# WHAT IS REQUIRED:
Your answer should be the lines below from the one with "use std::time::Duration;" to the one with "pub fn now()", both included, given again exactly and with nothing added.
── DATA EXCERPTS
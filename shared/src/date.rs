//! 时间类型模块
//!
//! `Timestamp`: 可序列化的毫秒时间戳，用于传输和会话存储。

use serde::{Deserialize, Serialize};
use std::ops::{Add, Sub};
use std::time::Duration;

/// 毫秒时间戳
///
/// 内部存储为 `i64`，表示自 Unix 纪元以来的毫秒数
#[derive(Debug, Clone, Copy, PartialEq, Eq, PartialOrd, Ord, Serialize, Deserialize, Default)]
#[serde(transparent)]
pub struct Timestamp(i64);

impl Timestamp {
    /// 创建新的时间戳
    #[inline]
    pub const fn new(ms: i64) -> Self {
        Self(ms)
    }

    /// 当前时间
    ///
    /// 在 wasm32 上由 chrono 通过 `Date.now()` 获取
    pub fn now() -> Self {
        Self(chrono::Utc::now().timestamp_millis())
    }

    /// 获取毫秒值
    #[inline]
    pub const fn as_millis(&self) -> i64 {
        self.0
    }

    /// 获取秒值
    #[inline]
    pub const fn as_secs(&self) -> i64 {
        self.0 / 1000
    }

    /// 转换为 RFC 3339 字符串，超出范围时返回 None
    pub fn to_rfc3339(&self) -> Option<String> {
        chrono::DateTime::from_timestamp_millis(self.0).map(|d| d.to_rfc3339())
    }
}

impl From<i64> for Timestamp {
    fn from(ms: i64) -> Self {
        Self(ms)
    }
}

impl From<Timestamp> for i64 {
    fn from(ts: Timestamp) -> Self {
        ts.0
    }
}

impl Add<Duration> for Timestamp {
    type Output = Self;

    /// 溢出时饱和到 `i64::MAX`
    fn add(self, rhs: Duration) -> Self::Output {
        let ms = i64::try_from(rhs.as_millis()).unwrap_or(i64::MAX);
        Self(self.0.saturating_add(ms))
    }
}

impl Sub<Timestamp> for Timestamp {
    type Output = Duration;

    /// 计算两个时间戳之间的差值（负值截断为 0）
    fn sub(self, rhs: Timestamp) -> Self::Output {
        let diff_ms = self.0.saturating_sub(rhs.0).max(0);
        Duration::from_millis(diff_ms as u64)
    }
}

#[cfg(test)]
mod tests {
    use super::*;

    #[test]
    fn add_and_sub_are_consistent() {
        let t = Timestamp::new(1_000);
        let later = t + Duration::from_secs(5);
        assert_eq!(later.as_millis(), 6_000);
        assert_eq!(later - t, Duration::from_secs(5));
        assert_eq!(t - later, Duration::ZERO);
    }

    #[test]
    fn huge_durations_saturate_instead_of_wrapping() {
        let t = Timestamp::new(1_700_000_000_000);
        assert_eq!((t + Duration::from_secs(u64::MAX)).as_millis(), i64::MAX);
        assert_eq!((t + Duration::from_millis(i64::MAX as u64)).as_millis(), i64::MAX);
        assert_eq!(Timestamp::new(i64::MIN) - Timestamp::new(i64::MAX), Duration::ZERO);
    }

    #[test]
    fn rfc3339_formats_epoch() {
        let s = Timestamp::new(0).to_rfc3339().unwrap();
        assert!(s.starts_with("1970-01-01T00:00:00"));
    }
}
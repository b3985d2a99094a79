//! 路由定义模块 - 领域模型
//!
//! 纯粹的业务逻辑层，不依赖于 DOM 或 web_sys。

use rentease::navigation::path_of;
use rentease_shared::UserRole;
use std::fmt::Display;

/// 应用路由枚举
#[derive(Debug, Clone, Copy, PartialEq, Eq, Default)]
pub enum AppRoute {
    #[default]
    Landing,
    Register,
    Login,
    VerifyOtp,
    ForgotPassword,
    /// 需要完成找回密码前两步
    ResetPassword,
    /// 角色面板 (需要认证且角色匹配)
    Dashboard(UserRole),
}

impl AppRoute {
    /// 将 URL path 解析为路由；未知路径返回 None（调用方重定向到首页）
    ///
    /// 登录页同时响应 `/login` 与 `/auth/login`，后者是拦截器跳转使用的地址。
    pub fn from_path(path: &str) -> Option<Self> {
        let route = match path {
            "/" => Self::Landing,
            "/register" => Self::Register,
            "/login" | "/auth/login" => Self::Login,
            "/verify-otp" => Self::VerifyOtp,
            "/forgot-password" => Self::ForgotPassword,
            "/reset-password" => Self::ResetPassword,
            _ => {
                let role = path.strip_prefix("/dashboard/")?;
                Self::Dashboard(UserRole::parse(role)?)
            }
        };
        Some(route)
    }

    /// 解析完整地址；配置的登录路由（可能是自定义路径）总是映射到登录页
    pub fn from_url(url: &str, login_route: &str) -> Option<Self> {
        let path = path_of(url);
        if path == login_route {
            return Some(Self::Login);
        }
        Self::from_path(path)
    }

    /// 规范化地址：登录页统一落在配置的登录路由上（保留 query），
    /// 使拦截器的“已在登录页”判断对 `/login` 同样成立
    pub fn canonical_url(&self, url: &str, login_route: &str) -> String {
        match self {
            Self::Login => {
                let rest = url.find(['?', '#']).map_or("", |i| &url[i..]);
                format!("{}{}", login_route, rest)
            }
            _ => url.to_string(),
        }
    }

    pub fn to_path(&self) -> &'static str {
        match self {
            Self::Landing => "/",
            Self::Register => "/register",
            Self::Login => "/login",
            Self::VerifyOtp => "/verify-otp",
            Self::ForgotPassword => "/forgot-password",
            Self::ResetPassword => "/reset-password",
            Self::Dashboard(role) => role.dashboard_path(),
        }
    }

    /// 已登录用户应离开的页面（登录、注册）
    pub fn should_redirect_when_authenticated(&self) -> bool {
        matches!(self, Self::Login | Self::Register)
    }
}

impl Display for AppRoute {
    fn fmt(&self, f: &mut std::fmt::Formatter<'_>) -> std::fmt::Result {
        write!(f, "{}", self.to_path())
    }
}

#[cfg(test)]
mod tests {
    use super::*;

    #[test]
    fn login_page_answers_both_paths() {
        assert_eq!(AppRoute::from_path("/login"), Some(AppRoute::Login));
        assert_eq!(AppRoute::from_path("/auth/login"), Some(AppRoute::Login));
    }

    #[test]
    fn dashboard_paths_round_trip_for_every_role() {
        for role in UserRole::ALL {
            let route = AppRoute::Dashboard(role);
            assert_eq!(AppRoute::from_path(route.to_path()), Some(route));
        }
        assert_eq!(AppRoute::from_path("/dashboard/owner"), None);
        assert_eq!(AppRoute::from_path("/dashboard"), None);
    }

    #[test]
    fn login_urls_canonicalize_to_the_configured_route() {
        let route = AppRoute::from_url("/login?returnUrl=%2Fdashboard", "/auth/login").unwrap();
        assert_eq!(route, AppRoute::Login);
        assert_eq!(
            route.canonical_url("/login?returnUrl=%2Fdashboard", "/auth/login"),
            "/auth/login?returnUrl=%2Fdashboard"
        );
        assert_eq!(AppRoute::Login.canonical_url("/login", "/auth/login"), "/auth/login");

        assert_eq!(AppRoute::from_url("/signin", "/signin"), Some(AppRoute::Login));
        assert_eq!(
            AppRoute::Register.canonical_url("/register?x=1", "/auth/login"),
            "/register?x=1"
        );
    }

    #[test]
    fn canonical_login_url_suppresses_interceptor_redirect() {
        use rentease::navigation::{Navigator, redirect_to_login};
        use std::cell::RefCell;

        struct At(RefCell<String>, RefCell<Vec<String>>);
        impl Navigator for At {
            fn current_url(&self) -> String {
                self.0.borrow().clone()
            }
            fn navigate(&self, url: &str) {
                self.1.borrow_mut().push(url.to_string());
            }
        }

        let landed = AppRoute::Login.canonical_url("/login", "/auth/login");
        let nav = At(RefCell::new(landed), RefCell::new(Vec::new()));
        assert!(!redirect_to_login(&nav, "/auth/login"));
        assert!(nav.1.borrow().is_empty());
    }

    #[test]
    fn unknown_paths_are_rejected() {
        assert_eq!(AppRoute::from_path("/settings"), None);
        assert_eq!(AppRoute::from_path(""), None);
    }
}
────
# EXERCISE ANSWER:
use std::time::Duration;

/// 毫秒时间戳
///
/// 内部存储为 `i64`，表示自 Unix 纪元以来的毫秒数
#[derive(Debug, Clone, Copy, PartialEq, Eq, PartialOrd, Ord, Serialize, Deserialize, Default)]
#[serde(transparent)]
pub struct Timestamp(i64);

impl Timestamp {
    /// 创建新的时间戳
    #[inline]
    pub const fn new(ms: i64) -> Self {
        Self(ms)
    }

    /// 当前时间
    ///
    /// 在 wasm32 上由 chrono 通过 `Date.now()` 获取
    pub fn now() -> Self {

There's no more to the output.